Survey: Unavailable COVID-19 testing may lead to risk-taking

Carmen Garcia stands in line to be tested for COVID-19 at an Aardvark Mobile Health’s Mobile COVID-19 Testing Truck on July 17, 2020 in Miami Beach, Florida. (Credit: Joe Raedle/Getty Images)

Lack of available COVID-19 testing may lead people to riskier behavior, a 2020 survey of more than 1,100 people in the United States found.

Testing availability appears to play an independent role in influencing behaviors facilitating COVID-19 transmission, even when controlling for a clinical diagnosis of the virus. Such findings shed light on the potential behavioral consequences associated with both the unavailability of tests and negative test results.

“Without enough COVID-19 tests available, medical guidance has been clear that people with coronavirus symptoms should self-isolate. But are doctor’s orders enough to keep people at home?” says Katherine Christensen, an assistant professor of marketing at the Indiana University Kelley School of Business. The findings appear in PLOS ONE.

“In this study, we find that access to testing matters even when the medical guidance to self-isolate is clear. The results highlight the role that testing may play in influencing the public’s behavioral response to the current pandemic as well as to future contagions.”

This is believed to be the first study to demonstrate how the unavailability of testing independently decreases intention to isolate in patients presumed to have COVID-19. The findings clearly suggest that testing availability could play a key role in curbing viral transmission.

“Although there has been improvement in both testing and vaccine availability, the Omicron surge has meant that we do not have enough tests to meet consumer demand,” Christensen says.

Unavailable COVID-19 testing: What would you do?

In the months leading up to the 2020 elections, researchers asked 1,194 people—41.6% men and 58.4% women, with a median age of 38.5 years old—about various hypothetical testing scenarios to evaluate their impact on risky behavioral intentions in those presumed to have COVID-19. Each scenario began with the person experiencing symptoms.
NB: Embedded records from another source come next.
pub use sea_orm_migration::prelude::*;

mod m20250101_000001_bootstrap;
mod m20250101_000002_create_batches;
mod m20250101_000003_create_batch_tasks;
mod m20250101_000004_create_provider_configs;

pub struct Migrator;

#[async_trait::async_trait]
impl MigratorTrait for Migrator {
    fn migrations() -> Vec<Box<dyn MigrationTrait>> {
        vec![
            Box::new(m20250101_000001_bootstrap::Migration),
            Box::new(m20250101_000002_create_batches::Migration),
            Box::new(m20250101_000003_create_batch_tasks::Migration),
            Box::new(m20250101_000004_create_provider_configs::Migration),
        ]
    }
}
The results of the study also highlight the unintended behavioral consequences that could stem from false-negative tests. Participants with negative tests demonstrated the greatest intention to engage in risky behavior compared to those without available testing; they were 39% more likely to do so.

“Despite a clinical diagnosis, those with a negative confirmatory test were significantly more likely to engage in behaviors facilitating viral transmission, likely because they believed that they could not transmit the virus to others,” researchers write.

“While a negative COVID-19 test does certainly reduce one’s likelihood of having an active COVID-19 infection, diagnostic tests—particularly rapid antigen tests—are widely acknowledged to yield false-negative results in approximately 10 to 15% of cases and are dependent on when they are administered during the illness course.

“While COVID-19 vaccines have conferred substantial protection from severe symptoms, uneven vaccine uptake coupled with the recent drastic increase in testing positivity rates nationwide suggest that increased testing still has a major role in combating viral transmission.”

Politics and voting

Political affiliation was a significant factor. Republicans were less likely to agree that “COVID-19 could have severe consequences on other peoples’ lives,” and were 27% more likely to engage in risky behaviors compared to Democrats based on mean intention scores.

“These findings indicate that decreased belief in the dangers of the disease may play a role in politically related decisions to self-isolate and may suggest a potential pathway by which partisan beliefs influence behavioral intentions,” Christensen and her colleagues write.

They also found that political leanings affected both intentions to vote in person and intentions to attend political events that involve crowds. Regardless of testing availability, Democrats with a presumed COVID-19 diagnosis indicated a 33% lower likelihood to engage in in-person voting based on their respective mean intention scores.

The intention differences observed in the study mirrored the in-person voting turnout rates seen during the 2020 national election, where 41% of Democrats reported voting in person, compared to 70% of Republicans.

Men generally were more likely to engage in risky behavior without available testing. Those with poorer perceived health status revealed greater intentions to self-isolate, regardless of study scenario.

Additional coauthors are from the David Geffen School of Medicine at UCLA. Funding came from the Morrison Center for Marketing and Data Analytics and the UCLA department of medicine.